Mark Prezelj
Esports Betting Analyst
Expertise: CS2/CS:GO, Dota 2, League of Legends, VALORANT, Mobile Legends
Mark Prezelj's relationship with betting started before most esports titles existed. At 14, he was walking into a gas station in Slovenia and handing over slips with 16-team multiples on them. Most people who start that young either burn out or develop a feel for probability that textbooks can't replicate. Mark went the second route.
That instinct found a natural home in esports. Mark joined EsportBet in February 2018 and over the next eight years built the largest individual body of work in the site's history — 3,591 articles covering daily match previews, betting predictions, and market analysis across the full spectrum of competitive gaming. No other author at ESB comes close.

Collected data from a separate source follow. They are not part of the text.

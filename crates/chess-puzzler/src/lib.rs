//! Tactical puzzle engine.
//!
//! Builds a read-only index over a puzzle corpus, selects puzzles under
//! rating/theme/tier/length filters, runs the per-attempt session state
//! machine, rates attempts, and drives the game modes on top of those.

pub mod corpus;
pub mod error;
pub mod index;
pub mod modes;
pub mod puzzle;
pub mod rating;
pub mod selector;
pub mod session;

pub use chess_core;

pub use error::{CorpusError, PuzzleError, SelectError, SessionError};
pub use index::{CorpusIndex, PuzzleRef};
pub use puzzle::{LengthCategory, Puzzle, PuzzleId, Tier};
pub use rating::{RatingChange, RatingPolicy, RatingRecord};
pub use selector::{MatchKind, Selection, SelectionFilters, Selector, ThemeMatch};
pub use session::{Attempt, MoveOutcome, PuzzleSession, SessionOptions, SessionState, Verdict};
use raptor::{raptor_query, utils, Network, RaptorConfig, StopAccess};

use dev_utils::{get_example_date, load_example_gtfs};

fn main() -> Result<(), Box<dyn std::error::Error>> {
    env_logger::init();

    // Load GTFS timetable from disk and keep the trips of one day.
    let gtfs = load_example_gtfs()?;
    let network = Network::from_gtfs(&gtfs, get_example_date(), RaptorConfig::default())?;

    let start = network.get_stop_idx_from_name("First Street").ok_or("Unknown start stop.")?;
    let end = network.get_stop_idx_from_name("Third Street").ok_or("Unknown end stop.")?;
    let walk_time = 2 * 60;
    let walk_cost = network.config.walking_cost(walk_time);
    let departure_time = utils::parse_time("06:50:00")?;

    let itinerary = raptor_query(
        &network,
        departure_time,
        &[StopAccess::new(start, walk_time, walk_cost)],
        &[StopAccess::new(end, walk_time, walk_cost)],
    );
    println!("{itinerary}");

    Ok(())
}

His specialist titles are CS2/CS:GO, Dota 2, League of Legends, VALORANT, and Mobile Legends. CS2 in particular is something he follows with genuine investment, not just professional obligation. He bets on it. He watches it when there's nothing riding on it. That level of engagement shows up in the analysis — in the reads on team form, map tendencies, and line movement that only come from someone who actually cares about the result.
He also covers markets most analysts don't bother with. Age of Empires betting is a regular part of his diet — the kind of niche that demands real game knowledge because the public lines are thin and the books aren't always sharp. It's where edge lives when you know the product.
Outside EsportBet, Mark founded Lines64.com, an online magazine and community site built around all forms of betting intelligence: esports wagering, fantasy sports, and prediction markets. He serves as Head Honcho and Editor-in-Chief. Prediction markets have become his primary fixation — a space where sports, politics, and probability intersect and where sharp thinking gets rewarded fast.
He has also contributed to KnupSports, betting-previews.com, footballtalk.org, and beforeyoubet.com.au, extending his analysis across formats and audiences without diluting the quality of the core work.
Mark Prezelj is not a writer who learned to cover esports betting. He's a bettor who learned to write — and the difference is apparent in every line he publishes.